**Task description**
Below are some entries. Work out how many of their lines hold the word "decisions", and write that number alone.

(Beginning of Supplied information)

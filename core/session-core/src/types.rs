//! Shared types for sessions, file records, and review decisions.
//!
//! Classification, record status and session phase are closed enums with
//! explicit string forms; those strings are the persisted layout, so renaming
//! a variant's `as_str` breaks existing databases.

use chrono::{DateTime, Utc};
use serde::{Deserialize, Serialize};
use std::collections::BTreeMap;
use std::fmt;
use std::path::{Path, PathBuf};

use crate::files::{file_category, file_type};

// ═══════════════════════════════════════════════════════════════════════════════
// Classification & Status
// ═══════════════════════════════════════════════════════════════════════════════

/// Verdict of the filter engine for a single path.
#[derive(Debug, Clone, Copy, PartialEq, Eq, Hash, Serialize, Deserialize)]
#[serde(rename_all = "lowercase")]
pub enum Classification {
    User,
    System,
    Ignored,
}

impl Classification {
    pub fn as_str(&self) -> &'static str {
        match self {
            Classification::User => "user",
            Classification::System => "system",
            Classification::Ignored => "ignored",
        }
    }

    pub fn from_str(value: &str) -> Option<Self> {
        match value {
            "user" => Some(Classification::User),
            "system" => Some(Classification::System),
            "ignored" => Some(Classification::Ignored),
            _ => None,
        }
    }
}

/// Lifecycle status of a tracked file within one session.
#[derive(Debug, Clone, Copy, PartialEq, Eq, Hash, Serialize, Deserialize)]
#[serde(rename_all = "lowercase")]
pub enum RecordStatus {
    Tracked,
    Pending,
    Kept,
    Deleted,
}

impl RecordStatus {
    pub fn as_str(&self) -> &'static str {
        match self {
            RecordStatus::Tracked => "tracked",
            RecordStatus::Pending => "pending",
            RecordStatus::Kept => "kept",
            RecordStatus::Deleted => "deleted",
        }
    }

    pub fn from_str(value: &str) -> Option<Self> {
        match value {
            "tracked" => Some(RecordStatus::Tracked),
            "pending" => Some(RecordStatus::Pending),
            "kept" => Some(RecordStatus::Kept),
            "deleted" => Some(RecordStatus::Deleted),
            _ => None,
        }
    }

    /// Forward-only transition table.
    ///
    /// Two backward edges exist: `pending -> tracked` when a review restarts,
    /// and `deleted -> tracked` when a path deleted outside the tool is
    /// recreated in the same session. `kept` is terminal.
    pub fn can_transition_to(&self, next: RecordStatus) -> bool {
        use RecordStatus::*;
        match (self, next) {
            (Kept, Kept) => true,
            (Kept, _) => false,
            (Tracked, _) => true,
            (Pending, _) => true,
            (Deleted, Deleted) | (Deleted, Tracked) => true,
            (Deleted, _) => false,
        }
    }
}

// ═══════════════════════════════════════════════════════════════════════════════
// Path identity
// ═══════════════════════════════════════════════════════════════════════════════

/// Normalized identity of a path within a session.
///
/// Case-insensitive platforms (Windows, macOS) fold to lower case; elsewhere
/// the path is used verbatim.
pub fn path_key(path: &Path) -> String {
    let raw = path.to_string_lossy();
    if cfg!(any(windows, target_os = "macos")) {
        raw.to_lowercase()
    } else {
        raw.into_owned()
    }
}

// ═══════════════════════════════════════════════════════════════════════════════
// Files
// ═══════════════════════════════════════════════════════════════════════════════

/// A file seen by the scanner or the change monitor, before it is committed.
#[derive(Debug, Clone, PartialEq, Eq)]
pub struct ObservedFile {
    pub path: PathBuf,
    pub root: PathBuf,
    pub size: u64,
    pub modified_at: Option<DateTime<Utc>>,
    pub created_at: Option<DateTime<Utc>>,
    pub classification: Classification,
}

impl ObservedFile {
    pub fn into_record(
        self,
        session_id: &str,
        status: RecordStatus,
        now: DateTime<Utc>,
    ) -> FileRecord {
        FileRecord {
            session_id: session_id.to_string(),
            path: self.path,
            root: self.root,
            size: self.size,
            modified_at: self.modified_at,
            created_at: self.created_at,
            classification: self.classification,
            status,
            first_seen_at: now,
            updated_at: now,
            last_error: None,
        }
    }

    /// Latest of creation and modification time, when either is known.
    pub fn touched_at(&self) -> Option<DateTime<Utc>> {
        match (self.created_at, self.modified_at) {
            (Some(created), Some(modified)) => Some(created.max(modified)),
            (created, modified) => created.or(modified),
        }
    }
}

/// Durable record of one file within a session.
#[derive(Debug, Clone, PartialEq, Eq, Serialize)]
pub struct FileRecord {
    pub session_id: String,
    pub path: PathBuf,
    pub root: PathBuf,
    pub size: u64,
    pub modified_at: Option<DateTime<Utc>>,
    pub created_at: Option<DateTime<Utc>>,
    pub classification: Classification,
    pub status: RecordStatus,
    pub first_seen_at: DateTime<Utc>,
    pub updated_at: DateTime<Utc>,
    pub last_error: Option<String>,
}

impl FileRecord {
    pub fn key(&self) -> String {
        path_key(&self.path)
    }

    pub fn is_candidate(&self) -> bool {
        self.classification == Classification::User
            && matches!(self.status, RecordStatus::Tracked | RecordStatus::Pending)
    }
}

// ═══════════════════════════════════════════════════════════════════════════════
// Monitored roots
// ═══════════════════════════════════════════════════════════════════════════════

/// What a user rule decides for the paths it matches.
#[derive(Debug, Clone, Copy, PartialEq, Eq, Serialize, Deserialize)]
#[serde(rename_all = "lowercase")]
pub enum RuleVerdict {
    /// Whitelist: always surface for review.
    User,
    /// Blacklist as system file: tracked nowhere.
    System,
    /// Blacklist as noise.
    Ignored,
}

impl From<RuleVerdict> for Classification {
    fn from(verdict: RuleVerdict) -> Self {
        match verdict {
            RuleVerdict::User => Classification::User,
            RuleVerdict::System => Classification::System,
            RuleVerdict::Ignored => Classification::Ignored,
        }
    }
}

/// A user-configured glob rule.
#[derive(Debug, Clone, PartialEq, Eq, Serialize, Deserialize)]
pub struct FilterRule {
    pub pattern: String,
    pub verdict: RuleVerdict,
}

/// A directory or drive watched for new files.
#[derive(Debug, Clone, PartialEq, Eq, Serialize, Deserialize)]
pub struct MonitoredRoot {
    pub path: PathBuf,
    #[serde(default = "default_true")]
    pub enabled: bool,
    #[serde(default = "default_true")]
    pub recursive: bool,
    /// External / USB drives; expected to come and go.
    #[serde(default)]
    pub removable: bool,
    /// Replaces the global rule list for this root when set.
    #[serde(default)]
    pub rules: Option<Vec<FilterRule>>,
}

fn default_true() -> bool {
    true
}

impl MonitoredRoot {
    pub fn new(path: impl Into<PathBuf>) -> Self {
        Self {
            path: path.into(),
            enabled: true,
            recursive: true,
            removable: false,
            rules: None,
        }
    }

    pub fn is_available(&self) -> bool {
        self.path.is_dir()
    }
}

// ═══════════════════════════════════════════════════════════════════════════════
// Sessions
// ═══════════════════════════════════════════════════════════════════════════════

#[derive(Debug, Clone, Copy, PartialEq, Eq, Hash, Serialize, Deserialize)]
#[serde(rename_all = "snake_case")]
pub enum SessionPhase {
    Monitoring,
    ReviewPending,
    Reviewing,
    Applying,
    Closed,
    Resumed,
}

impl SessionPhase {
    pub fn as_str(&self) -> &'static str {
        match self {
            SessionPhase::Monitoring => "monitoring",
            SessionPhase::ReviewPending => "review_pending",
            SessionPhase::Reviewing => "reviewing",
            SessionPhase::Applying => "applying",
            SessionPhase::Closed => "closed",
            SessionPhase::Resumed => "resumed",
        }
    }

    pub fn from_str(value: &str) -> Option<Self> {
        match value {
            "monitoring" => Some(SessionPhase::Monitoring),
            "review_pending" => Some(SessionPhase::ReviewPending),
            "reviewing" => Some(SessionPhase::Reviewing),
            "applying" => Some(SessionPhase::Applying),
            "closed" => Some(SessionPhase::Closed),
            "resumed" => Some(SessionPhase::Resumed),
            _ => None,
        }
    }
}

impl fmt::Display for SessionPhase {
    fn fmt(&self, f: &mut fmt::Formatter<'_>) -> fmt::Result {
        f.write_str(self.as_str())
    }
}

/// Why a review was started.
#[derive(Debug, Clone, Copy, PartialEq, Eq, Hash, Serialize, Deserialize)]
#[serde(rename_all = "lowercase")]
pub enum ReviewTrigger {
    Shutdown,
    Manual,
    Resume,
}

impl ReviewTrigger {
    pub fn as_str(&self) -> &'static str {
        match self {
            ReviewTrigger::Shutdown => "shutdown",
            ReviewTrigger::Manual => "manual",
            ReviewTrigger::Resume => "resume",
        }
    }

    pub fn from_str(value: &str) -> Option<Self> {
        match value {
            "shutdown" => Some(ReviewTrigger::Shutdown),
            "manual" => Some(ReviewTrigger::Manual),
            "resume" => Some(ReviewTrigger::Resume),
            _ => None,
        }
    }
}

/// Persisted session row. Identity is the start timestamp.
#[derive(Debug, Clone, PartialEq, Eq, Serialize)]
pub struct Session {
    pub id: String,
    pub started_at: DateTime<Utc>,
    pub phase: SessionPhase,
    pub review_round: u32,
    pub trigger: Option<ReviewTrigger>,
    pub frozen_at: Option<DateTime<Utc>>,
    pub closed_at: Option<DateTime<Utc>>,
    pub clean_close: bool,
}

// ═══════════════════════════════════════════════════════════════════════════════
// Review
// ═══════════════════════════════════════════════════════════════════════════════

#[derive(Debug, Clone, Copy, PartialEq, Eq, Serialize, Deserialize)]
#[serde(rename_all = "lowercase")]
pub enum Decision {
    Keep,
    Delete,
}

/// A frozen candidate as shown to the review UI.
#[derive(Debug, Clone, PartialEq, Eq, Serialize, Deserialize)]
pub struct Candidate {
    pub path: PathBuf,
    pub size: u64,
    pub modified_at: Option<DateTime<Utc>>,
    pub classification: Classification,
    pub file_type: String,
    pub category: String,
}

impl From<&FileRecord> for Candidate {
    fn from(record: &FileRecord) -> Self {
        Candidate {
            path: record.path.clone(),
            size: record.size,
            modified_at: record.modified_at,
            classification: record.classification,
            file_type: file_type(&record.path),
            category: file_category(&record.path).to_string(),
        }
    }
}

/// Candidate list handed to the review UI.
#[derive(Debug, Clone, PartialEq, Eq, Serialize, Deserialize)]
pub struct ReviewOffer {
    pub session_id: String,
    pub round: u32,
    pub trigger: ReviewTrigger,
    /// Set when a shutdown is waiting; after it everything is kept.
    pub deadline: Option<DateTime<Utc>>,
    pub candidates: Vec<Candidate>,
}

/// The user's verdict for one review round.
#[derive(Debug, Clone, PartialEq, Eq, Serialize, Deserialize)]
pub struct DecisionBatch {
    pub session_id: String,
    pub round: u32,
    #[serde(default)]
    pub decisions: BTreeMap<PathBuf, Decision>,
}

impl DecisionBatch {
    pub fn empty(session_id: &str, round: u32) -> Self {
        Self {
            session_id: session_id.to_string(),
            round,
            decisions: BTreeMap::new(),
        }
    }

    pub fn uniform(offer: &ReviewOffer, decision: Decision) -> Self {
        Self {
            session_id: offer.session_id.clone(),
            round: offer.round,
            decisions: offer
                .candidates
                .iter()
                .map(|candidate| (candidate.path.clone(), decision))
                .collect(),
        }
    }

    pub fn all_keep(offer: &ReviewOffer) -> Self {
        Self::uniform(offer, Decision::Keep)
    }

    pub fn all_delete(offer: &ReviewOffer) -> Self {
        Self::uniform(offer, Decision::Delete)
    }

    pub fn with(mut self, path: impl Into<PathBuf>, decision: Decision) -> Self {
        self.decisions.insert(path.into(), decision);
        self
    }
}

/// Result of applying one decision.
#[derive(Debug, Clone, PartialEq, Eq, Serialize, Deserialize)]
#[serde(tag = "outcome", rename_all = "lowercase")]
pub enum ApplyOutcome {
    Deleted,
    Failed { reason: String },
    Skipped,
}

#[derive(Debug, Clone, PartialEq, Eq, Serialize, Deserialize)]
pub struct FileOutcome {
    pub path: PathBuf,
    #[serde(flatten)]
    pub outcome: ApplyOutcome,
}

#[derive(Debug, Clone, Default, PartialEq, Eq, Serialize, Deserialize)]
pub struct ApplyReport {
    pub session_id: String,
    pub round: u32,
    pub outcomes: Vec<FileOutcome>,
}

impl ApplyReport {
    pub fn deleted(&self) -> usize {
        self.count(|outcome| matches!(outcome, ApplyOutcome::Deleted))
    }

    pub fn failed(&self) -> usize {
        self.count(|outcome| matches!(outcome, ApplyOutcome::Failed { .. }))
    }

    pub fn skipped(&self) -> usize {
        self.count(|outcome| matches!(outcome, ApplyOutcome::Skipped))
    }

    pub fn outcome_for(&self, path: &Path) -> Option<&ApplyOutcome> {
        let key = path_key(path);
        self.outcomes
            .iter()
            .find(|entry| path_key(&entry.path) == key)
            .map(|entry| &entry.outcome)
    }

    fn count(&self, pred: impl Fn(&ApplyOutcome) -> bool) -> usize {
        self.outcomes
            .iter()
            .filter(|entry| pred(&entry.outcome))
            .count()
    }
}

/// Read-only status for the tray.
#[derive(Debug, Clone, PartialEq, Eq, Serialize, Deserialize)]
pub struct TrayStatus {
    pub session_id: String,
    pub phase: SessionPhase,
    pub tracked: usize,
    pub pending: usize,
    pub unavailable_roots: Vec<PathBuf>,
}
#[cfg(test)]
mod tests {
    use super::*;
    use crate::types::MonitoredRoot;

    fn meta(size: u64) -> FileMeta {
        FileMeta {
            size,
            hidden: false,
            system: false,
        }
    }

    fn engine() -> FilterEngine {
        FilterEngine::new(&AppConfig::default()).expect("engine")
    }

    #[test]
    fn regular_download_is_user() {
        let root = Path::new("/home/u/Downloads");
        let result = engine().classify(root, &root.join("report.pdf"), &meta(2048));
        assert_eq!(result, Classification::User);
    }

    #[test]
    fn cache_directories_are_ignored() {
        let root = Path::new("/home/u");
        let engine = engine();
        for path in [
            "node_modules/pkg/index.js",
            ".cache/thumbs/a.png",
            "AppData/Local/Temp/setup.exe",
            "Library/Caches/com.apple.Safari/data.bin",
            "Downloads/Google/Chrome/User Data/blob.bin",
        ] {
            assert_eq!(
                engine.classify(root, &root.join(path), &meta(10)),
                Classification::Ignored,
                "{path}"
            );
        }
    }

    #[test]
    fn root_location_does_not_count_against_files() {
        let root = Path::new("/tmp/.tmpA1b2/Downloads");
        let result = engine().classify(root, &root.join("a.pdf"), &meta(10));
        assert_eq!(result, Classification::User);
    }

    #[test]
    fn hidden_files_are_ignored_unless_enabled() {
        let root = Path::new("/home/u/Documents");
        let hidden = FileMeta {
            size: 10,
            hidden: true,
            system: false,
        };
        assert_eq!(
            engine().classify(root, &root.join(".notes.txt"), &hidden),
            Classification::Ignored
        );

        let config = AppConfig {
            show_hidden_files: true,
            ..AppConfig::default()
        };
        let permissive = FilterEngine::new(&config).expect("engine");
        assert_eq!(
            permissive.classify(root, &root.join(".notes.txt"), &hidden),
            Classification::User
        );
    }

    #[test]
    fn placeholders_and_empty_files_are_ignored() {
        let root = Path::new("/home/u/Downloads");
        let engine = engine();
        assert_eq!(
            engine.classify(root, &root.join("movie.mkv.crdownload"), &meta(100)),
            Classification::Ignored
        );
        assert_eq!(
            engine.classify(root, &root.join("~$report.docx"), &meta(100)),
            Classification::Ignored
        );
        assert_eq!(
            engine.classify(root, &root.join("empty.txt"), &meta(0)),
            Classification::Ignored
        );
    }

    #[test]
    fn user_rules_apply_after_builtin_exclusions() {
        let config = AppConfig {
            rules: vec![
                FilterRule {
                    pattern: "*.iso".to_string(),
                    verdict: RuleVerdict::System,
                },
                FilterRule {
                    pattern: "**".to_string(),
                    verdict: RuleVerdict::User,
                },
            ],
            ignored_extensions: vec![".bak".to_string()],
            ..AppConfig::default()
        };
        let engine = FilterEngine::new(&config).expect("engine");
        let root = Path::new("/home/u/Downloads");

        assert_eq!(
            engine.classify(root, &root.join("ubuntu.ISO"), &meta(10)),
            Classification::System
        );
        // The broad whitelist does not resurface temp files.
        assert_eq!(
            engine.classify(root, &root.join("file.part"), &meta(10)),
            Classification::Ignored
        );
        assert_eq!(
            engine.classify(root, &root.join("node_modules/x.js"), &meta(10)),
            Classification::Ignored
        );
    }

    #[test]
    fn configured_extensions_and_directories_are_ignored() {
        let config = AppConfig {
            ignored_extensions: vec![".bak".to_string()],
            ignored_directories: vec!["Exports".to_string()],
            ..AppConfig::default()
        };
        let engine = FilterEngine::new(&config).expect("engine");
        let root = Path::new("/home/u/Documents");

        assert_eq!(
            engine.classify(root, &root.join("old.BAK"), &meta(10)),
            Classification::Ignored
        );
        assert_eq!(
            engine.classify(root, &root.join("exports/a.pdf"), &meta(10)),
            Classification::Ignored
        );
        assert_eq!(
            engine.classify(root, &root.join("a.pdf"), &meta(10)),
            Classification::User
        );
    }

    #[test]
    fn root_override_replaces_global_rules() {
        let mut usb = MonitoredRoot::new("/media/usb");
        usb.rules = Some(vec![FilterRule {
            pattern: "*.jpg".to_string(),
            verdict: RuleVerdict::Ignored,
        }]);
        let config = AppConfig {
            roots: vec![usb],
            rules: vec![FilterRule {
                pattern: "*.pdf".to_string(),
                verdict: RuleVerdict::System,
            }],
            ..AppConfig::default()
        };
        let engine = FilterEngine::new(&config).expect("engine");

        let usb_root = Path::new("/media/usb");
        assert_eq!(
            engine.classify(usb_root, &usb_root.join("photo.jpg"), &meta(10)),
            Classification::Ignored
        );
        assert_eq!(
            engine.classify(usb_root, &usb_root.join("doc.pdf"), &meta(10)),
            Classification::User
        );

        let home = Path::new("/home/u/Documents");
        assert_eq!(
            engine.classify(home, &home.join("doc.pdf"), &meta(10)),
            Classification::System
        );
    }

    #[test]
    fn invalid_rule_is_rejected() {
        let config = AppConfig {
            rules: vec![FilterRule {
                pattern: "[".to_string(),
                verdict: RuleVerdict::User,
            }],
            ..AppConfig::default()
        };
        assert!(matches!(
            FilterEngine::new(&config),
            Err(CleanError::InvalidRule { .. })
        ));
    }
}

(End of Supplied information)

**Solution for this task**
5